M−N−C‐type single‐atom catalysts (SACs) are highly efficient for the electrocatalytic oxygen evolution reaction (OER). And the isolated metal atoms are usually considered real active sites. However, the oxidative structural evolution of coordinated N during the OER will probably damage the structure of M−N−C, hence resulting in a completely different reaction mechanism. Here, we reveal the aggregation of M−N−C materials during the alkaline OER. Taking Ni−N−C as an example, multiple characterizations show that the coordinated N on the surface of Ni−N−C is almost completely dissolved in the form of NO3−, accompanied by the generation of abundant O functional groups on the surface of the carbon support.
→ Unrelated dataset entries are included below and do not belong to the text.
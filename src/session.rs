use tracing::{info, warn};

use crate::error::LoggerError;
use crate::form::{log_to_csv, validate_submission, LogActionRequest};
use crate::store::LogStore;
use crate::tracker::{restore_state, EventRecord, MatchState};

/// The selected log, its rows and the state derived from them
#[derive(Debug, Clone)]
pub struct MatchSession {
    pub log_name: String,
    pub entries: Vec<EventRecord>,
    pub state: MatchState,
}

impl MatchSession {
    /// Loads a log and rebuilds its match state
    pub fn open(store: &LogStore, name: &str) -> Result<Self, LoggerError> {
        let log_name = LogStore::normalize_name(name)?;
        let entries = store.load(&log_name)?;
        let state = restore_state(&entries);
        info!(log = %log_name, rows = entries.len(), rally = state.rally, "selected match log");
        Ok(MatchSession { log_name, entries, state })
    }

    pub fn to_csv(&self) -> Result<Vec<u8>, LoggerError> {
        log_to_csv(&self.entries)
    }
}

/// Replaces whatever session is active with a fresh load of `name`
///
/// On failure the previous session is left untouched.
pub fn select(active: &mut Option<MatchSession>, store: &LogStore, name: &str) -> Result<(), LoggerError> {
    let session = MatchSession::open(store, name)?;
    *active = Some(session);
    Ok(())
}

/// Logs one action into the active session and saves the full log
///
/// Without an active session nothing is mutated. A failed save keeps the new
/// row in memory; the next successful save writes it out.
pub fn log_action(
    active: &mut Option<MatchSession>,
    store: &LogStore,
    req: &LogActionRequest,
) -> Result<EventRecord, LoggerError> {
    let session = active.as_mut().ok_or(LoggerError::NoActiveLog)?;
    let event = validate_submission(req)?;

    let (state, record) = session.state.clone().apply(event);
    session.state = state;
    session.entries.push(record.clone());

    if let Err(e) = store.save(&session.log_name, &session.entries) {
        warn!(log = %session.log_name, error = %e, "failed to save match log");
        return Err(e);
    }

    info!(
        log = %session.log_name,
        action = %record.action,
        team = %record.team,
        rally = record.rally,
        score_a = record.score_a,
        score_b = record.score_b,
        "action logged"
    );
    Ok(record)
}

#[cfg(test)]
mod tests {
    use super::*;
    use crate::parser::load_log;
    use crate::tracker::Team;

    fn request(team: &str, action: &str) -> LogActionRequest {
        LogActionRequest {
            timestamp: "00:30".to_string(),
            player: "#4".to_string(),
            team: team.to_string(),
            action: action.to_string(),
            rotation: None,
        }
    }

    #[test]
    fn logging_without_active_log_mutates_nothing() {
        let dir = tempfile::tempdir().unwrap();
        let store = LogStore::open(dir.path()).unwrap();
        let mut active = None;

        let result = log_action(&mut active, &store, &request("Team A", "Serve"));
        assert!(matches!(result, Err(LoggerError::NoActiveLog)));
        assert!(active.is_none());
        assert!(store.list().unwrap().is_empty());
    }

    #[test]
    fn logged_actions_are_persisted_and_scored() {
        let dir = tempfile::tempdir().unwrap();
        let store = LogStore::open(dir.path()).unwrap();
        store.create(Some("game")).unwrap();
        let mut active = None;
        select(&mut active, &store, "game").unwrap();

        log_action(&mut active, &store, &request("Team A", "Serve")).unwrap();
        log_action(&mut active, &store, &request("Team B", "Serve")).unwrap();
        let last = log_action(&mut active, &store, &request("Team B", "Serve")).unwrap();

        assert_eq!((last.score_a, last.score_b), (0, 2));
        let session = active.as_ref().unwrap();
        assert_eq!(session.state.serve_team, Some(Team::B));
        assert_eq!(load_log(dir.path().join("game.csv")).unwrap(), session.entries);
    }

    #[test]
    fn invalid_submission_leaves_session_unchanged() {
        let dir = tempfile::tempdir().unwrap();
        let store = LogStore::open(dir.path()).unwrap();
        store.create(Some("game")).unwrap();
        let mut active = None;
        select(&mut active, &store, "game").unwrap();

        assert!(log_action(&mut active, &store, &request("Team Q", "Serve")).is_err());
        let session = active.as_ref().unwrap();
        assert!(session.entries.is_empty());
        assert_eq!(session.state, MatchState::new());
    }

    #[test]
    fn selecting_another_log_discards_previous_state() {
        let dir = tempfile::tempdir().unwrap();
        let store = LogStore::open(dir.path()).unwrap();
        store.create(Some("first")).unwrap();
        store.create(Some("second")).unwrap();
        let mut active = None;

        select(&mut active, &store, "first").unwrap();
        log_action(&mut active, &store, &request("Team A", "Serve")).unwrap();
        log_action(&mut active, &store, &request("Team A", "Serve")).unwrap();

        select(&mut active, &store, "second").unwrap();
        let session = active.as_ref().unwrap();
        assert_eq!(session.log_name, "second.csv");
        assert!(session.entries.is_empty());
        assert_eq!(session.state, MatchState::new());

        log_action(&mut active, &store, &request("Team B", "Block")).unwrap();
        assert_eq!(store.load("first").unwrap().len(), 2);
        assert_eq!(store.load("second").unwrap().len(), 1);
    }

    #[test]
    fn failed_select_keeps_current_session() {
        let dir = tempfile::tempdir().unwrap();
        let store = LogStore::open(dir.path()).unwrap();
        store.create(Some("game")).unwrap();
        let mut active = None;
        select(&mut active, &store, "game").unwrap();

        assert!(select(&mut active, &store, "missing").is_err());
        assert_eq!(active.as_ref().unwrap().log_name, "game.csv");
    }

    #[test]
    fn serving_from_a_log_at_the_counter_limit_does_not_wrap() {
        let dir = tempfile::tempdir().unwrap();
        let store = LogStore::open(dir.path()).unwrap();
        std::fs::write(
            dir.path().join("long.csv"),
            "Timestamp,Player,Team,Action,Rally,Rotation,Score A,Score B\n\
             00:01,#1,Team A,Serve,4294967295,,4294967295,0\n",
        )
        .unwrap();
        let mut active = None;
        select(&mut active, &store, "long").unwrap();

        let record = log_action(&mut active, &store, &request("Team A", "Serve")).unwrap();
        assert_eq!(record.rally, u32::MAX);
        assert_eq!((record.score_a, record.score_b), (u32::MAX, 0));

        let rows = store.load("long").unwrap();
        assert_eq!(rows.len(), 2);
        assert!(rows.windows(2).all(|w| w[1].rally >= w[0].rally && w[1].score_a >= w[0].score_a));
    }

    #[test]
    fn failed_save_keeps_row_in_memory() {
        let dir = tempfile::tempdir().unwrap();
        let store = LogStore::open(dir.path()).unwrap();
        store.create(Some("game")).unwrap();
        let mut active = None;
        select(&mut active, &store, "game").unwrap();

        // a directory where the file should be makes the rewrite fail
        std::fs::remove_file(dir.path().join("game.csv")).unwrap();
        std::fs::create_dir(dir.path().join("game.csv")).unwrap();

        let result = log_action(&mut active, &store, &request("Team A", "Block"));
        assert!(matches!(result, Err(LoggerError::Io(_))));
        assert_eq!(active.as_ref().unwrap().entries.len(), 1);
    }
}
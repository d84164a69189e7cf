use serde::Deserialize;

use crate::error::LoggerError;
use crate::tracker::{parse_rotation, Action, LogEvent, Team};

/// Log form submission from the frontend or the CLI
#[derive(Debug, Clone, Deserialize)]
pub struct LogActionRequest {
    #[serde(default)]
    pub timestamp: String,
    #[serde(default)]
    pub player: String,
    pub team: String,
    pub action: String,
    pub rotation: Option<String>,
}

/// Validates a form submission and turns it into an event
///
/// Team and action must be one of the known labels. Timestamp, player and
/// rotation contents are free text.
pub fn validate_submission(req: &LogActionRequest) -> Result<LogEvent, LoggerError> {
    let team: Team = req.team.parse()?;
    let action: Action = req.action.parse()?;

    // a blank rotation field means "keep the current one"
    let rotation = req
        .rotation
        .as_deref()
        .filter(|r| !r.trim().is_empty())
        .map(parse_rotation);

    Ok(LogEvent {
        timestamp: req.timestamp.trim().to_string(),
        player: req.player.trim().to_string(),
        team,
        action,
        rotation,
    })
}
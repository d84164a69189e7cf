use std::fs;
use std::path::{Path, PathBuf};
use chrono::Local;
use tracing::info;

use crate::error::LoggerError;
use crate::form::save_log;
use crate::parser::load_log;
use crate::tracker::EventRecord;

/// A directory of CSV match logs
#[derive(Debug, Clone)]
pub struct LogStore {
    dir: PathBuf,
}

impl LogStore {
    /// Opens the store, creating the directory if needed
    pub fn open<P: Into<PathBuf>>(dir: P) -> Result<Self, LoggerError> {
        let dir = dir.into();
        fs::create_dir_all(&dir)?;
        Ok(LogStore { dir })
    }

    pub fn dir(&self) -> &Path {
        &self.dir
    }

    /// Names of all selectable `.csv` logs, sorted
    pub fn list(&self) -> Result<Vec<String>, LoggerError> {
        let mut names = Vec::new();
        for entry in fs::read_dir(&self.dir)? {
            let path = entry?.path();
            let is_csv = path.extension().map(|e| e.eq_ignore_ascii_case("csv")).unwrap_or(false);
            if !path.is_file() || !is_csv {
                continue;
            }
            // only names that can be selected again
            if let Some(name) = path.file_name().and_then(|n| n.to_str()) {
                if matches!(Self::normalize_name(name), Ok(n) if n == name) {
                    names.push(name.to_string());
                }
            }
        }
        names.sort();
        Ok(names)
    }

    /// Normalizes a user-supplied log name, appending `.csv` when missing
    pub fn normalize_name(name: &str) -> Result<String, LoggerError> {
        let trimmed = name.trim();
        if trimmed.is_empty()
            || trimmed.contains('/')
            || trimmed.contains('\\')
            || trimmed.contains("..")
            || trimmed.starts_with('.')
        {
            return Err(LoggerError::InvalidLogName(name.to_string()));
        }

        if trimmed.to_ascii_lowercase().ends_with(".csv") {
            Ok(trimmed.to_string())
        } else {
            Ok(format!("{}.csv", trimmed))
        }
    }

    /// Maps a log name to its path inside the store
    pub fn resolve(&self, name: &str) -> Result<PathBuf, LoggerError> {
        Ok(self.dir.join(Self::normalize_name(name)?))
    }

    pub fn load(&self, name: &str) -> Result<Vec<EventRecord>, LoggerError> {
        let path = self.resolve(name)?;
        if !path.is_file() {
            return Err(LoggerError::LogNotFound(name.to_string()));
        }
        load_log(&path)
    }

    /// Rewrites the whole log
    pub fn save(&self, name: &str, entries: &[EventRecord]) -> Result<(), LoggerError> {
        let path = self.resolve(name)?;
        save_log(&path, entries)
    }

    /// Creates an empty log with just the header row
    ///
    /// Without a name, one is generated from the current local time.
    pub fn create(&self, name: Option<&str>) -> Result<String, LoggerError> {
        let name = match name.map(str::trim).filter(|n| !n.is_empty()) {
            Some(n) => Self::normalize_name(n)?,
            None => Local::now().format("match_%Y%m%d_%H%M%S.csv").to_string(),
        };

        let path = self.dir.join(&name);
        if path.exists() {
            return Err(LoggerError::LogExists(name));
        }

        save_log(&path, &[])?;
        info!(log = %name, "created match log");
        Ok(name)
    }
}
Accordingly, the Ni−N bonds are broken. Through a dissolution‐redeposition mechanism and further oxidation, the isolated Ni atoms are finally converted to NiOOH nanoclusters supported by carbon as the real active sites for the enhanced OER. Fe−N−C and Co−N−C also have similar aggregation mechanism. Our findings provide unique insight into the structural evolution and activity origin of M−N−C‐based catalysts under electrooxidative conditions. The activation and aggregation of M−N−C (M=Ni, Fe, and Co) single‐atom electrocatalysts during the oxygen evolution reaction (OER) are demonstrated. In this process, both N and supported carbon are severely oxidized, leading to the destruction of M−N bonds. Through a dissolution‐redeposition mechanism, the isolated M atoms finally aggregate to form MOOH nanoclusters. MOOH nanoclusters with a carbon support are responsible for the enhanced OER activity.